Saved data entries

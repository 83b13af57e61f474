//! サーバーの共有状態

use std::collections::HashMap;
use std::sync::Arc;

use tokio::sync::Mutex;
use tower_lsp::lsp_types::Url;

use crate::translation::Translator;
use crate::variables::VariableTable;

/// ハンドラー間で共有する状態
///
/// クローンしても同じドキュメントを共有する。変数テーブルは不変
#[derive(Clone)]
pub struct ServerState {
    /// 開いているドキュメント（URI → 全文）
    pub documents: Arc<Mutex<HashMap<Url, String>>>,
    /// よく使う変数名
    pub variables: Arc<VariableTable>,
    /// 翻訳検索
    pub translator: Translator,
}

impl ServerState {
    #[must_use]
    pub fn new(variables: VariableTable, translator: Translator) -> Self {
        Self {
            documents: Arc::new(Mutex::new(HashMap::new())),
            variables: Arc::new(variables),
            translator,
        }
    }

    /// 開いているドキュメントのテキスト
    pub async fn document_text(&self, uri: &Url) -> Option<String> {
        self.documents.lock().await.get(uri).cloned()
    }
}

impl std::fmt::Debug for ServerState {
    fn fmt(&self, f: &mut std::fmt::Formatter<'_>) -> std::fmt::Result {
        f.debug_struct("ServerState")
            .field("documents", &"<HashMap<Url, String>>")
            .field("variables", &self.variables.entries().len())
            .field("translator", &self.translator)
            .finish()
    }
}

### DIRECTIONS FOR THIS TASK
Retype exactly, please, only the lines of the entries that run from the one containing "use std::sync::Arc;" to the last.

### ANSWER SPACE
use std::sync::Arc;

use tokio::sync::Mutex;
use tower_lsp::lsp_types::Url;

use crate::translation::Translator;
use crate::variables::VariableTable;

/// ハンドラー間で共有する状態
///
/// クローンしても同じドキュメントを共有する。変数テーブルは不変
#[derive(Clone)]
pub struct ServerState {
    /// 開いているドキュメント（URI → 全文）
    pub documents: Arc<Mutex<HashMap<Url, String>>>,
    /// よく使う変数名
    pub variables: Arc<VariableTable>,
    /// 翻訳検索
    pub translator: Translator,
}

impl ServerState {
    #[must_use]
    pub fn new(variables: VariableTable, translator: Translator) -> Self {
        Self {
            documents: Arc::new(Mutex::new(HashMap::new())),
            variables: Arc::new(variables),
            translator,
        }
    }

    /// 開いているドキュメントのテキスト
    pub async fn document_text(&self, uri: &Url) -> Option<String> {
        self.documents.lock().await.get(uri).cloned()
    }
}

impl std::fmt::Debug for ServerState {
    fn fmt(&self, f: &mut std::fmt::Formatter<'_>) -> std::fmt::Result {
        f.debug_struct("ServerState")
            .field("documents", &"<HashMap<Url, String>>")
            .field("variables", &self.variables.entries().len())
            .field("translator", &self.translator)
            .finish()
    }
}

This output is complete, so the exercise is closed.